_WORK REQUIRED:_ All records below must be retyped exactly.

(TASK DATA)

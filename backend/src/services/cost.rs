//! Goods receipts and weighted-average cost

use chrono::{DateTime, Utc};
use rust_decimal::Decimal;
use serde::{Deserialize, Serialize};
use validator::Validate;

use shared::{normalize_unit_code, round_quantity, BranchId, IngredientId, InventoryCost, Stock, StockKey};

use super::{validate_positive, validate_price, StockLedger, UnitConversionResolver};
use crate::error::{AppError, AppResult};

/// Input for recording a goods receipt
#[derive(Debug, Clone, Deserialize, Validate)]
pub struct ReceiptInput {
    pub branch_id: BranchId,
    pub ingredient_id: IngredientId,
    #[validate(custom = "validate_positive")]
    pub quantity: Decimal,
    /// Purchase unit; converted to the stock unit when they differ
    #[validate(length(min = 1, max = 16, message = "Unit code must be 1-16 characters"))]
    pub unit_code: String,
    #[validate(custom = "validate_price")]
    pub unit_price: Decimal,
}

/// Stock and cost after a receipt
#[derive(Debug, Clone, Serialize)]
pub struct ReceiptOutcome {
    pub stock: Stock,
    pub cost: InventoryCost,
}

/// Maintains the weighted-average unit cost per branch ingredient
#[derive(Clone)]
pub struct CostAverager {
    ledger: StockLedger,
    resolver: UnitConversionResolver,
}

impl CostAverager {
    pub fn new(ledger: StockLedger, resolver: UnitConversionResolver) -> Self {
        Self { ledger, resolver }
    }

    /// Add a receipt to stock and fold its price into the average, atomically
    pub async fn record_receipt(&self, input: ReceiptInput, now: DateTime<Utc>) -> AppResult<ReceiptOutcome> {
        input.validate()?;
        shared::validate_unit_code(&input.unit_code).map_err(|m| AppError::validation("unit_code", m))?;

        let key = StockKey::new(input.branch_id, input.ingredient_id);
        let purchase_unit = normalize_unit_code(&input.unit_code);
        let stock_unit = match self.ledger.find(key).await? {
            Some(stock) => stock.unit,
            None => purchase_unit.clone(),
        };

        let (quantity, unit_price) = if purchase_unit == stock_unit {
            (input.quantity, input.unit_price)
        } else {
            let factor = self
                .resolver
                .get_conversion_factor(input.ingredient_id, &purchase_unit, &stock_unit, Some(input.branch_id))
                .await?;
            shared::validate_conversion_factor(factor).map_err(|m| AppError::validation("unit_code", m))?;
            (
                round_quantity(input.quantity * factor),
                round_quantity(input.unit_price / factor),
            )
        };

        let (stock, cost) = self
            .ledger
            .increase(key, quantity, &stock_unit, unit_price, now)
            .await?;

        tracing::info!(
            branch_id = key.branch_id,
            ingredient_id = key.ingredient_id,
            quantity = %quantity,
            unit = %stock_unit,
            avg_cost = %cost.avg_cost,
            "Recorded goods receipt"
        );

        Ok(ReceiptOutcome { stock, cost })
    }

    /// Current average cost
    pub async fn average_cost(&self, key: StockKey) -> AppResult<InventoryCost> {
        self.ledger
            .cost(key)
            .await?
            .ok_or_else(|| AppError::NotFound(format!("Inventory cost for {key}")))
    }
}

(End TASK DATA)

_OUTPUT FOR THIS EXERCISE:_
filename backend/src/services/cost.rs
//! Goods receipts and weighted-average cost

use chrono::{DateTime, Utc};
use rust_decimal::Decimal;
use serde::{Deserialize, Serialize};
use validator::Validate;

use shared::{normalize_unit_code, round_quantity, BranchId, IngredientId, InventoryCost, Stock, StockKey};

use super::{validate_positive, validate_price, StockLedger, UnitConversionResolver};
use crate::error::{AppError, AppResult};

/// Input for recording a goods receipt
#[derive(Debug, Clone, Deserialize, Validate)]
pub struct ReceiptInput {
    pub branch_id: BranchId,
    pub ingredient_id: IngredientId,
    #[validate(custom = "validate_positive")]
    pub quantity: Decimal,
    /// Purchase unit; converted to the stock unit when they differ
    #[validate(length(min = 1, max = 16, message = "Unit code must be 1-16 characters"))]
    pub unit_code: String,
    #[validate(custom = "validate_price")]
    pub unit_price: Decimal,
}

/// Stock and cost after a receipt
#[derive(Debug, Clone, Serialize)]
pub struct ReceiptOutcome {
    pub stock: Stock,
    pub cost: InventoryCost,
}

/// Maintains the weighted-average unit cost per branch ingredient
#[derive(Clone)]
pub struct CostAverager {
    ledger: StockLedger,
    resolver: UnitConversionResolver,
}

impl CostAverager {
    pub fn new(ledger: StockLedger, resolver: UnitConversionResolver) -> Self {
        Self { ledger, resolver }
    }

    /// Add a receipt to stock and fold its price into the average, atomically
    pub async fn record_receipt(&self, input: ReceiptInput, now: DateTime<Utc>) -> AppResult<ReceiptOutcome> {
        input.validate()?;
        shared::validate_unit_code(&input.unit_code).map_err(|m| AppError::validation("unit_code", m))?;

        let key = StockKey::new(input.branch_id, input.ingredient_id);
        let purchase_unit = normalize_unit_code(&input.unit_code);
        let stock_unit = match self.ledger.find(key).await? {
            Some(stock) => stock.unit,
            None => purchase_unit.clone(),
        };

        let (quantity, unit_price) = if purchase_unit == stock_unit {
            (input.quantity, input.unit_price)
        } else {
            let factor = self
                .resolver
                .get_conversion_factor(input.ingredient_id, &purchase_unit, &stock_unit, Some(input.branch_id))
                .await?;
            shared::validate_conversion_factor(factor).map_err(|m| AppError::validation("unit_code", m))?;
            (
                round_quantity(input.quantity * factor),
                round_quantity(input.unit_price / factor),
            )
        };

        let (stock, cost) = self
            .ledger
            .increase(key, quantity, &stock_unit, unit_price, now)
            .await?;

        tracing::info!(
            branch_id = key.branch_id,
            ingredient_id = key.ingredient_id,
            quantity = %quantity,
            unit = %stock_unit,
            avg_cost = %cost.avg_cost,
            "Recorded goods receipt"
        );

        Ok(ReceiptOutcome { stock, cost })
    }

    /// Current average cost
    pub async fn average_cost(&self, key: StockKey) -> AppResult<InventoryCost> {
        self.ledger
            .cost(key)
            .await?
            .ok_or_else(|| AppError::NotFound(format!("Inventory cost for {key}")))
    }
}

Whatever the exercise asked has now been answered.